Do you remember the first time you stepped inside a gay bar or club? Of course you do. It was likely equal parts traumatizing, thrilling and sweat inducing. It might have been where you arranged your first 3-D date with an online friend, or where you met the girls who later became your lesbian posse. When gay marriage passed in New York, every queer I know ran to gather and celebrate in the streets outside The Stonewall Inn, site of the eponymous 1969 riots that launched a new era of gay rights activism. Why does so much of our culture take place in or around gay bars? Slate launched a six-part series last week examining the history, competition, implications and future of gay bar culture in our lives.

The piece discusses the relevance of gay bars in our current lives, when we don’t necessarily need to leave the house to get our daily dose of gay interaction and community, thanks to the internet and sites like Autostraddle and AfterEllen. Gay guys have Grindr, the iPhone app that’s essentially gay GPS for random hookups. Meetup offers countless opportunities to connect with gays right in your city – looking for a group of lezzies to see the final Harry Potter with Friday night? Done.

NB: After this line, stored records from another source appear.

//! Debug certificate chain builder.
//!
//! Certificates are laid out as `Header‖Body‖Signature`:
//!
//! ```text
//! KeyCertificate            -> attests EnablerDebugCertificate key (hash)
//!   EnablerDebugCertificate -> attests DeveloperDebugCertificate key (hash)
//!     DeveloperDebugCertificate (bound to one SoC ID)
//! ```
//!
//! The header records the signed size in words, which always equals the
//! structural size of `Header‖Body` for the certificate kind.
#![deny(warnings, clippy::all, clippy::pedantic)]
#![warn(missing_docs)]

pub mod body;
pub mod certificate;
pub mod chain;
pub mod config;
pub mod error;
pub mod generate;
pub mod header;
pub mod inspect;
pub mod output;
pub mod record;
pub mod types;

pub use body::{DeveloperDebugBody, EnablerDebugBody, KeyCertBody};
pub use certificate::{
    CertBody, Certificate, DeveloperDebugCertificate, EnablerDebugCertificate, KeyCertificate,
    Signature,
};
pub use chain::{ChainAssembler, Envelope, ENVELOPE_MAGIC};
pub use config::{CertConfig, DeveloperCertConfig, EnablerCertConfig, KeyCertConfig};
pub use error::{BuildError, CertError, Stage};
pub use generate::{
    generate_developer_certificate, generate_enabler_certificate, generate_key_certificate,
    load_config, load_signer,
};
pub use header::{CertHeader, CertKind};
pub use inspect::{inspect_chain, ChainEntry, ChainLayout};
pub use output::{hex_dump, write_output};
pub use record::Record;
pub use types::{DebugMask, HbkId, Lcs};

Our need for community can be met by interaction with feeds and comment streams, and our desire for niche information can be satisfied by RSS readers and email newsletters. If I can do all this in the comfort of my own home while drinking at liquor-store prices and munching on my favorite foods (instead of pretzels, the satanic snack served by every saloon in America—including gay bars), why on earth would I go to a bar?

While the number of dedicated gay bars have mostly decreased in the 4 cities (San Francisco, Manhattan, Atlanta, Seattle + Iowa) documented by Gayellow Pages from their peak in the mid-70s, lesbian nightlife has reinvented itself with party promoters such as LA’s PYT and New York’s Maggie C taking over venues and branding their own events, like Stiletto and Truck Stop.

Of course, these statistics need to be broken down into lesbian bars vs. boy/mixed bars:

Bars catering to lesbians face even greater business challenges, which is why there are so few of them. Many “gay bars,” especially outside the major urban centers, attract both male and female customers, but in big cities, far more bars cater to gay male patrons than to lesbians. According to the bar listings in the 2011-12 edition of the Gayellow Pages San Francisco has one lesbian bar, 24 indicating a mostly gay male clientele, and seven drawing both gay men and lesbians; Atlanta has two lesbian bars, 12 for gay men, and eight mixed; Manhattan has two lesbian, 28 for men, and 13 mixed; and Seattle has one lesbian, four for gay men, and six mixed.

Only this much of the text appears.